### EXERCISE DIRECTIONS
Gather the lines below that include the string "const", copying each in full.

[Opening MATERIAL FOR THIS TASK section]

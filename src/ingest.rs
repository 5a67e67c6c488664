use std::fs;
use std::path::{Path, PathBuf};

use dicom_pixeldata::{ConvertOptions, ModalityLutOption, PixelDecoder};
use image::{DynamicImage, GrayImage, ImageBuffer, ImageFormat, Luma};
use ndarray::prelude::*;
use tracing::debug;

use crate::errors::{Result, TriageError};
use crate::imageops_ai::image_to_array;
use crate::ImageArray;

/// Extensions accepted by [`ImageIngestor`], lower-case.
pub const SUPPORTED_EXTENSIONS: [&str; 4] = ["dcm", "jpg", "jpeg", "png"];

/// Which decoder a file needs, decided from its extension alone.
#[derive(Debug, Clone, Copy, PartialEq, Eq)]
pub enum SourceKind {
    Clinical,
    Raster(ImageFormat),
}

impl SourceKind {
    pub fn from_path(path: &Path) -> Result<Self> {
        let extension = path
            .extension()
            .and_then(|ext| ext.to_str())
            .map(str::to_lowercase)
            .unwrap_or_default();
        match extension.as_str() {
            "dcm" => Ok(Self::Clinical),
            "jpg" | "jpeg" => Ok(Self::Raster(ImageFormat::Jpeg)),
            "png" => Ok(Self::Raster(ImageFormat::Png)),
            _ => Err(TriageError::UnsupportedFormat {
                path: path.to_path_buf(),
                extension,
            }),
        }
    }
}

/// Raw stored samples of a DICOM image, first frame and first plane.
#[derive(Debug, Clone, PartialEq)]
pub struct ClinicalImage {
    pixels: Array2<f32>,
    bits_allocated: u16,
}

impl ClinicalImage {
    pub fn from_pixels(pixels: Array2<f32>, bits_allocated: u16) -> Self {
        Self {
            pixels,
            bits_allocated,
        }
    }

    pub fn open(path: &Path) -> Result<Self> {
        let decode_error = |operation: &str, source: Box<dyn std::error::Error + Send + Sync>| {
            TriageError::Decode {
                path: path.to_path_buf(),
                operation: operation.to_string(),
                source,
            }
        };

        let object = dicom_object::open_file(path)
            .map_err(|e| decode_error("DICOM parsing", Box::new(e)))?;
        let pixel_data = object
            .decode_pixel_data()
            .map_err(|e| decode_error("pixel data decoding", Box::new(e)))?;
        let bits_allocated = pixel_data.bits_allocated();

        let options = ConvertOptions::new().with_modality_lut(ModalityLutOption::None);
        let samples = pixel_data
            .to_ndarray_with_options::<f32>(&options)
            .map_err(|e| decode_error("pixel array conversion", Box::new(e)))?;
        let (frames, rows, columns, planes) = samples.dim();
        if frames == 0 || rows == 0 || columns == 0 || planes == 0 {
            return Err(TriageError::invalid_shape(
                "at least one frame of (rows, columns, samples)",
                samples.shape(),
            ));
        }

        debug!(
            path = %path.display(),
            rows, columns, frames, bits_allocated, "decoded DICOM pixel data"
        );
        // dicom-pixeldata builds on its own ndarray release; copy across.
        let first_plane = samples.slice(dicom_pixeldata::ndarray::s![0, .., .., 0]);
        let pixels = Array2::from_shape_vec((rows, columns), first_plane.iter().copied().collect())?;
        Ok(Self::from_pixels(pixels, bits_allocated))
    }

    pub fn pixels(&self) -> ArrayView2<f32> {
        self.pixels.view()
    }

    /// Clips negatives, scales the maximum to 255 and replicates the plane
    /// into three channels. An image without positive samples stays black.
    pub fn normalize(&self) -> ImageArray {
        let max = self.pixels.fold(0.0f32, |acc, &v| acc.max(v));
        let gray = if max > 0.0 {
            self.pixels.mapv(|v| (v.max(0.0) / max * 255.0) as u8)
        } else {
            Array2::zeros(self.pixels.raw_dim())
        };
        let (height, width) = gray.dim();
        let mut rgb = ImageArray::zeros((height, width, 3));
        for mut channel in rgb.axis_iter_mut(Axis(2)) {
            channel.assign(&gray);
        }
        rgb
    }

    /// Grayscale image at the source bit depth.
    pub fn display(&self) -> DynamicImage {
        let (height, width) = self.pixels.dim();
        let (width, height) = (width as u32, height as u32);
        if self.bits_allocated <= 8 {
            let gray: GrayImage = ImageBuffer::from_fn(width, height, |x, y| {
                let v = self.pixels[[y as usize, x as usize]];
                Luma([v.clamp(0.0, u8::MAX as f32) as u8])
            });
            DynamicImage::ImageLuma8(gray)
        } else {
            let gray: ImageBuffer<Luma<u16>, Vec<u16>> = ImageBuffer::from_fn(width, height, |x, y| {
                let v = self.pixels[[y as usize, x as usize]];
                Luma([v.clamp(0.0, u16::MAX as f32) as u16])
            });
            DynamicImage::ImageLuma16(gray)
        }
    }
}

#[derive(Debug, Clone, PartialEq)]
pub struct RasterImage {
    image: DynamicImage,
}

impl RasterImage {
    pub fn decode(path: &Path, bytes: &[u8], format: ImageFormat) -> Result<Self> {
        let image =
            image::load_from_memory_with_format(bytes, format).map_err(|e| TriageError::Decode {
                path: path.to_path_buf(),
                operation: format!("{format:?} decoding"),
                source: Box::new(e),
            })?;
        Ok(Self::from_image(image))
    }

    /// Stored as RGB; alpha is dropped and grayscale replicated.
    pub fn from_image(image: DynamicImage) -> Self {
        Self {
            image: DynamicImage::ImageRgb8(image.to_rgb8()),
        }
    }

    pub fn normalize(&self) -> ImageArray {
        image_to_array(&self.image)
    }

    pub fn display(&self) -> DynamicImage {
        self.image.clone()
    }
}

/// A decoded source image.
#[derive(Debug, Clone, PartialEq)]
pub enum SourceImage {
    Clinical(ClinicalImage),
    Raster(RasterImage),
}

impl SourceImage {
    pub fn normalize(&self) -> ImageArray {
        match self {
            Self::Clinical(image) => image.normalize(),
            Self::Raster(image) => image.normalize(),
        }
    }

    pub fn display(&self) -> DynamicImage {
        match self {
            Self::Clinical(image) => image.display(),
            Self::Raster(image) => image.display(),
        }
    }
}

/// Normalized pixels for the model and an image for the user.
#[derive(Debug, Clone)]
pub struct IngestedImage {
    pub path: PathBuf,
    pub array: ImageArray,
    pub display: DynamicImage,
}

#[derive(Debug, Clone, Copy, Default)]
pub struct ImageIngestor;

impl ImageIngestor {
    pub const fn new() -> Self {
        Self
    }

    pub fn is_supported(path: &Path) -> bool {
        SourceKind::from_path(path).is_ok()
    }

    /// Decodes `path` according to its extension. Unsupported extensions
    /// fail before the file is touched.
    pub fn open(&self, path: &Path) -> Result<SourceImage> {
        match SourceKind::from_path(path)? {
            SourceKind::Clinical => ClinicalImage::open(path).map(SourceImage::Clinical),
            SourceKind::Raster(format) => {
                let bytes = fs::read(path).map_err(|e| TriageError::FileSystem {
                    path: path.to_path_buf(),
                    operation: "image read".to_string(),
                    source: e,
                })?;
                RasterImage::decode(path, &bytes, format).map(SourceImage::Raster)
            }
        }
    }

    pub fn load(&self, path: &Path) -> Result<IngestedImage> {
        let source = self.open(path)?;
        let array = source.normalize();
        debug!(path = %path.display(), shape = ?array.shape(), "image ingested");
        Ok(IngestedImage {
            path: path.to_path_buf(),
            array,
            display: source.display(),
        })
    }
}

[Closing MATERIAL FOR THIS TASK section]

### RESPONSE TO THIS EXERCISE
pub const SUPPORTED_EXTENSIONS: [&str; 4] = ["dcm", "jpg", "jpeg", "png"];
    pub const fn new() -> Self {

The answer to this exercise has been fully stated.